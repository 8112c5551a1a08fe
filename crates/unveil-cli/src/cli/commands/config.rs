//! Config command handlers.

use anyhow::{Context, Result};
use unveil_core::config;

pub fn path() {
    println!("{}", config::paths::config_path().display());
}

pub fn init() -> Result<()> {
    let config_path = config::paths::config_path();
    config::Config::init(&config_path)
        .with_context(|| format!("init config at {}", config_path.display()))?;
    println!("Created config at {}", config_path.display());
    Ok(())
}

pub fn generate() -> Result<()> {
    let toml = config::Config::generate()?;
    print!("{toml}");
    Ok(())
}
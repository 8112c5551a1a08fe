//! `unveil lines`: show how a text is split before revealing it.

use std::io::{self, Write};

use anyhow::{Context, Result};
use unveil_core::interrupt::{self, InterruptedError};
use unveil_core::source::TextSource;
use unveil_core::tokenize;

pub fn run(source: &TextSource) -> Result<()> {
    let text = source.read()?;
    if interrupt::is_interrupted() {
        return Err(InterruptedError.into());
    }

    let lines = tokenize(&text);
    let mut out = io::stdout().lock();
    for line in &lines {
        writeln!(out, "{line}").context("write to stdout")?;
    }
    Ok(())
}
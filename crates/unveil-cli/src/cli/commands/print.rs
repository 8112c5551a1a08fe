//! `unveil print`: run a reveal without the TUI.

use std::io::{self, Write};

use anyhow::{Context, Result};
use unveil_core::interrupt::{self, InterruptedError};
use unveil_core::source::TextSource;
use unveil_core::{RevealController, tokenize};

/// Reveals `steps` lines (all when `None`), then prints the revealed text
/// followed by the current line as `> line`.
pub fn run(source: &TextSource, steps: Option<usize>) -> Result<()> {
    let text = source.read()?;
    if interrupt::is_interrupted() {
        return Err(InterruptedError.into());
    }

    let lines = tokenize(&text);
    if lines.is_empty() {
        anyhow::bail!("Nothing to reveal in {source}");
    }

    let mut reveal = RevealController::new(lines);
    let steps = steps.unwrap_or(reveal.total());
    for _ in 0..steps {
        if !reveal.advance() {
            break;
        }
    }

    let mut out = io::stdout().lock();
    if !reveal.revealed_text().is_empty() {
        writeln!(out, "{}", reveal.revealed_text()).context("write to stdout")?;
    }
    if let Some(current) = reveal.current_line() {
        writeln!(out, "> {current}").context("write to stdout")?;
    }
    Ok(())
}
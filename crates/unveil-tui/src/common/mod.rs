//! Shared widgets and text helpers.

mod scrollbar;
mod text;

pub use scrollbar::Scrollbar;
pub use text::truncate_with_ellipsis;
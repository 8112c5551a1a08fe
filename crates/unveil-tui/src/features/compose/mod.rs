//! Compose screen: paste or type the text to reveal.

mod render;
mod text_buffer;
mod update;

pub use render::render_compose;
pub use text_buffer::{CursorMove, TextBuffer};
use unveil_core::tokenize;
pub use update::{ComposeRequest, handle_key, handle_paste};

#[derive(Debug, Clone, Default)]
pub struct ComposeState {
    pub buffer: TextBuffer,
}

impl ComposeState {
    pub fn with_text(text: &str) -> Self {
        Self {
            buffer: TextBuffer::from_text(text),
        }
    }

    pub fn text(&self) -> String {
        self.buffer.text()
    }

    /// Number of lines the buffer would tokenize into.
    pub fn line_count(&self) -> usize {
        tokenize(&self.text()).len()
    }
}
//! Compose screen reducer.
//!
//! Edits the buffer in place. Anything that leaves the screen is returned
//! as a `ComposeRequest` for the top-level reducer to carry out.

use crossterm::event::{KeyCode, KeyEvent, KeyModifiers};

use super::{ComposeState, CursorMove};

/// Transitions the compose screen asks for.
#[derive(Debug, Clone, Copy, PartialEq, Eq)]
pub enum ComposeRequest {
    /// Tokenize the buffer and start revealing.
    Process,
    /// Return to the reader without re-processing (quits if nothing was
    /// processed yet).
    Resume,
    Quit,
}

/// Parsed key modifiers for pattern matching.
struct Modifiers {
    ctrl: bool,
    alt: bool,
}

impl Modifiers {
    fn from(key: &KeyEvent) -> Self {
        Self {
            ctrl: key.modifiers.contains(KeyModifiers::CONTROL),
            alt: key.modifiers.contains(KeyModifiers::ALT),
        }
    }

    fn plain(&self) -> bool {
        !self.ctrl && !self.alt
    }
}

/// Inserts pasted text at the cursor as-is.
pub fn handle_paste(compose: &mut ComposeState, text: &str) {
    compose.buffer.insert_str(text);
}

pub fn handle_key(compose: &mut ComposeState, key: KeyEvent) -> Option<ComposeRequest> {
    let mods = Modifiers::from(&key);
    let buffer = &mut compose.buffer;

    match key.code {
        KeyCode::Char('s') if mods.ctrl => return Some(ComposeRequest::Process),
        KeyCode::Enter if mods.ctrl || mods.alt => return Some(ComposeRequest::Process),
        KeyCode::Char('q') if mods.ctrl => return Some(ComposeRequest::Quit),
        KeyCode::Esc => return Some(ComposeRequest::Resume),
        KeyCode::Char('l') if mods.ctrl => buffer.clear(),
        KeyCode::Enter => buffer.insert_newline(),
        KeyCode::Backspace => buffer.delete_prev_char(),
        KeyCode::Delete => buffer.delete_next_char(),
        KeyCode::Tab => buffer.insert_str("    "),
        KeyCode::Left => buffer.move_cursor(CursorMove::Back),
        KeyCode::Right => buffer.move_cursor(CursorMove::Forward),
        KeyCode::Up => buffer.move_cursor(CursorMove::Up),
        KeyCode::Down => buffer.move_cursor(CursorMove::Down),
        KeyCode::Home if mods.ctrl => buffer.move_cursor(CursorMove::Top),
        KeyCode::End if mods.ctrl => buffer.move_cursor(CursorMove::Bottom),
        KeyCode::Home => buffer.move_cursor(CursorMove::Head),
        KeyCode::End => buffer.move_cursor(CursorMove::End),
        KeyCode::Char(c) if mods.plain() => buffer.insert_char(c),
        _ => {}
    }
    None
}

#[cfg(test)]
mod tests {
    use super::*;

    fn key(code: KeyCode) -> KeyEvent {
        KeyEvent::new(code, KeyModifiers::NONE)
    }

    fn ctrl(c: char) -> KeyEvent {
        KeyEvent::new(KeyCode::Char(c), KeyModifiers::CONTROL)
    }

    #[test]
    fn test_typing_and_newlines() {
        let mut compose = ComposeState::default();
        for c in "hi".chars() {
            assert_eq!(handle_key(&mut compose, key(KeyCode::Char(c))), None);
        }
        handle_key(&mut compose, key(KeyCode::Enter));
        handle_key(&mut compose, key(KeyCode::Char('x')));
        assert_eq!(compose.text(), "hi\nx");
    }

    #[test]
    fn test_process_shortcuts() {
        let mut compose = ComposeState::default();
        assert_eq!(
            handle_key(&mut compose, ctrl('s')),
            Some(ComposeRequest::Process)
        );
        assert_eq!(
            handle_key(
                &mut compose,
                KeyEvent::new(KeyCode::Enter, KeyModifiers::ALT)
            ),
            Some(ComposeRequest::Process)
        );
        assert_eq!(
            handle_key(&mut compose, key(KeyCode::Esc)),
            Some(ComposeRequest::Resume)
        );
        assert_eq!(
            handle_key(&mut compose, ctrl('q')),
            Some(ComposeRequest::Quit)
        );
    }

    #[test]
    fn test_control_chars_are_not_inserted() {
        let mut compose = ComposeState::default();
        handle_key(&mut compose, ctrl('x'));
        assert_eq!(handle_key(&mut compose, ctrl('d')), None);
        assert!(compose.buffer.is_blank());
    }

    #[test]
    fn test_clear_and_paste() {
        let mut compose = ComposeState::default();
        handle_paste(&mut compose, "a\tb\r\nc");
        assert_eq!(compose.text(), "a\tb\nc");
        handle_key(&mut compose, ctrl('l'));
        assert_eq!(compose.text(), "");
    }
}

_ _ _ _ _

# What needs to be done
Search the entries for the word "toml" and report how many lines contain it, as a bare number.

# Worked solution
2